The controversial Bill which had been creating concerns in the mining and oil and gas industries about the State’s participation in projects and the declaration by the Minerals Minister of certain minerals as strategic was first approved by the National Portfolio Committee on Mineral Resources on March 6, after which Parliament approved the Bill on March 12.

At Thursday’s NCOP meeting, the Free State, Gauteng, Limpopo, Mpumalanga, the Northern Cape and the North West province voted in favour of the Bill, while the Western Cape remained opposed.

One of the main changes in the NCOP-approved Bill pertained to State participation in petroleum licences.

Earlier versions of the Bill entitled the State to a free carried interest of 20% and a further participation interest of 30%, with the total State interest capped at 50%; however, the version that Parliament approved removed the reference to a 30% participation interest as well as the limit of 50%, effectively giving the State the right to take over an existing petroleum operation, law firm Bowman Gilfillan explained in a media release earlier this month.

Further, while the State was previously obligated to pay “fair market value” for any participation interest that it acquired, it had now been agreed that it would only needed to pay “an agreed price”.

“This will present major problems in the future as the Bill does not make any provision for a situation where price cannot be agreed upon,” Bowman Gilfillan director, oil and gas head Lizel Oberholzer said.

Meanwhile, investment banking firm Liberium Capital said the most important amendment approved was that which gave power to the Minister of Mineral Resources to declare certain minerals strategic.

“Government will be able to enforce the volume and the price [at which] strategic minerals have to be sold domestically. . . to encourage local downstream industry.
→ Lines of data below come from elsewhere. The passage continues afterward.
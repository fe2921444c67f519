//! Core WebTrack client types.
//!
//! These types enforce their invariants at construction time.

mod api_url;

pub use api_url::ApiUrl;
The main targets are likely to be iron-ore and coal, for steel and power, but [perhaps] also platinum for autocatalysts,” Liberum stated.

Independent nonprofit public-interest law firm the Legal Resources Centre (LRC), which represented rural resource-endowed communities, also raised concerns about the Bill, stating that it was “leaving communities worse off”.

The LRC said the Bill removed the possibility for communities to participate in mining, and removed the clause allowing the Minister to require a mining company to address social and economic needs and challenges facing a community.

Further, Democratic Alliance (DA) shadow Minister of Mineral Resources James Lorimer said in a statement on Thursday that the Bill, which was “passed without amendments” provided no certainty for investors, which, as a result, would pull their resources, leaving the South African economy “in a shambles”, adding that this would lead to people losing their jobs. 

“As such, the DA has now begun a process to petition President Zuma, in terms of Section 79 of the Constitution, to send this Bill back to the National Assembly for reconsideration,” he said.

Meanwhile, the Chamber of Mines, earlier this month stated that it “generally welcomed and supported” the approval of the MPRDA Amendment Bill, adding that it believed significant progress had been made in addressing the mining industry’s concerns with the first draft of the Bill, published in December 2012.